Figure 2. Clathrin-mediated endocytosis is involved in the knockdown of DDR1-induced E-cadherin endocytosis.

(a) The interaction between E-cadherin and clathrin in Mock or Sh-DDR1 cells was assessed using immunoprecipitation of E-cadherin, followed by immunoblotting with anti-clathrin heavy chain or anti-E-cadherin antibodies. TCL represents total cell lysate; “-” represents immunoprecipitation with the control antibody. (b) Quantification results of the ratio of clathrin/E-cadherin intensity.
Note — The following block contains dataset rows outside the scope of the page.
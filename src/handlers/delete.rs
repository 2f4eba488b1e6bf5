use anyhow::Result;
use colored::*;
use log::info;
use std::io::Write;
use std::path::Path;
use crate::checks::{Check, verify};
use crate::confirm::confirm;
use crate::context::Context;
use crate::handlers::Outcome;

#[derive(Debug, Default, Clone, Copy)]
pub struct DeleteFlags {
    pub recursive: bool,
    pub force: bool,
}

/// What kind of removal a target needs.
#[derive(Debug, Clone, Copy, PartialEq, Eq)]
pub enum Removal {
    File,
    EmptyDir,
    Tree,
}

/// Decides how to remove `target`. `None` means a non-empty directory
/// without `--recursive`. A directory we cannot list is an error.
pub fn plan_removal(ctx: &Context<'_>, target: &Path, recursive: bool) -> Result<Option<Removal>> {
    if !ctx.fs.is_directory(target) {
        return Ok(Some(Removal::File));
    }
    if ctx.fs.list_entries(target)?.is_empty() {
        return Ok(Some(Removal::EmptyDir));
    }
    Ok(recursive.then_some(Removal::Tree))
}

pub fn handle_delete(ctx: &mut Context<'_>, name: &Path, path: &Path, flags: DeleteFlags) -> Result<Outcome> {
    let target = path.join(name);
    let shown = name.display().to_string();
    verify(ctx.fs, &[Check::Exists(&target)])?;

    let Some(removal) = plan_removal(ctx, &target, flags.recursive)? else {
        writeln!(
            ctx.out,
            "{} Невозможно удалить непустую директорию {} без ключа --recursive или -r",
            "⚠".yellow(),
            shown
        )?;
        return Ok(Outcome::Refused);
    };

    if !confirm(ctx, &shown, flags.force)? {
        info!("deletion of {} declined", target.display());
        return Ok(Outcome::Declined);
    }

    let message = match removal {
        Removal::File => {
            ctx.fs.remove_file(&target)?;
            "Файл успешно удален"
        }
        Removal::EmptyDir => {
            ctx.fs.remove_empty_directory(&target)?;
            "Директория успешно удалена"
        }
        Removal::Tree => {
            ctx.fs.remove_directory_tree(&target)?;
            "Директория успешно удалена (вместе с содержимым)"
        }
    };

    writeln!(ctx.out, "{} {}: {}", "✔".green(), message, shown)?;
    Ok(Outcome::Done)
}
use anyhow::Result;
use colored::*;
use log::warn;
use std::path::{Path, PathBuf};
use crate::checks::{Check, verify};
use crate::filesystem::FileSystem;
use crate::utils::human_readable_size;

/// Size of a file as far as we could read it.
#[derive(Debug, Clone, Copy, PartialEq, Eq)]
pub enum SizeReading {
    Known(u64),
    Denied,
    Failed,
}

impl SizeReading {
    pub fn known(&self) -> Option<u64> {
        match self {
            SizeReading::Known(bytes) => Some(*bytes),
            _ => None,
        }
    }
}

/// Reads a file size without letting the failure escape.
pub fn read_size(fs: &dyn FileSystem, path: &Path) -> SizeReading {
    match fs.size(path) {
        Ok(bytes) => SizeReading::Known(bytes),
        Err(e) => {
            warn!("size unavailable: {}", e);
            if e.is_permission_denied() { SizeReading::Denied } else { SizeReading::Failed }
        }
    }
}

pub fn human_reading(reading: SizeReading) -> String {
    match reading {
        SizeReading::Known(bytes) => human_readable_size(bytes),
        SizeReading::Denied => "Нет прав".to_string(),
        SizeReading::Failed => "Ошибка".to_string(),
    }
}

pub fn dir_marker() -> ColoredString {
    "[DIR] ".blue().bold()
}

pub fn file_marker() -> ColoredString {
    "[FILE]".normal()
}

fn ends_with_separator(destination: &str) -> bool {
    destination.ends_with('/') || destination.ends_with('\\')
}

/// Works out where `source_name` ends up for a move or copy.
///
/// A destination ending in a separator names an existing directory and the
/// source keeps its basename inside it; anything else is the final path.
pub fn resolve_destination(fs: &dyn FileSystem, source_name: &str, destination: &str) -> Result<PathBuf> {
    if !ends_with_separator(destination) {
        return Ok(PathBuf::from(destination));
    }

    let trimmed = destination.trim_end_matches(['/', '\\']);
    let dir = if trimmed.is_empty() { Path::new("/") } else { Path::new(trimmed) };
    verify(fs, &[Check::Directory(dir)])?;

    let base = Path::new(source_name)
        .file_name()
        .map(PathBuf::from)
        .unwrap_or_else(|| PathBuf::from(source_name));
    Ok(dir.join(base))
}

#[cfg(test)]
mod tests {
    use super::*;
    use crate::error::Error;
    use crate::filesystem::RealFileSystem;
    use std::fs;
    use tempfile::tempdir;

    #[test]
    fn test_resolve_destination_verbatim() {
        let target = resolve_destination(&RealFileSystem, "a.txt", "elsewhere/b.txt").unwrap();
        assert_eq!(target, PathBuf::from("elsewhere/b.txt"));
    }

    #[test]
    fn test_resolve_destination_into_directory() {
        let dir = tempdir().unwrap();
        let dest = format!("{}/", dir.path().display());

        let target = resolve_destination(&RealFileSystem, "nested/a.txt", &dest).unwrap();
        assert_eq!(target, dir.path().join("a.txt"));
    }

    #[test]
    fn test_resolve_destination_requires_directory() {
        let dir = tempdir().unwrap();
        let file = dir.path().join("plain.txt");
        fs::write(&file, "").unwrap();

        let err = resolve_destination(&RealFileSystem, "a.txt", &format!("{}/", file.display())).unwrap_err();
        assert!(matches!(err.downcast_ref::<Error>(), Some(Error::NotADirectory(_))));

        let missing = format!("{}\\", dir.path().join("ghost").display());
        let err = resolve_destination(&RealFileSystem, "a.txt", &missing).unwrap_err();
        assert!(matches!(err.downcast_ref::<Error>(), Some(Error::NotFound(_))));
    }
}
Each bar represents mean ± SE of three independent experiments. *Indicates P < 0.05. (c) Mock and Sh-DDR1 cells were plated for 24 h and then treated with DMSO or specific dynamin inhibitor Dyngo^® 4a (Dyngo) for 4 h at the indicated concentrations. Cells were then fixed and immunostained with E-cadherin (green) and β-catenin (red). Bar: μm. (d) The fluorescence intensity profiles of the colocalisation of E-cadherin and β-catenin were assessed using Olympus FV-1000 imaging software. (e) The fluorescence intensity profiles of the Pearson’s correlation coefficient of E-cadherin and β-catenin were assessed using Olympus FV-1000 imaging software. (f) Mock and Sh-DDR1 cells were transiently transfected with HECD-mEosFP and incubated on chamber slides for 24 h. After receiving DMSO or Dyngo^® 4a (Dyngo) treatment for 4 h, Mock and Sh-DDR1 cells were subjected to photoconversion analysis. The HECD-mEos emission wavelengths of 516 nm (green or unconverted) or 581 nm (red or converted) before and after photoconversion by a 405-nm laser was recorded at the indicated times for Mock and Sh-DDR1 cells. The images shown here are the represented images of at least three independent experiments. BP: before photoconversion. (g) The quantification results of each photoconversion study are shown underneath each treatment of (f).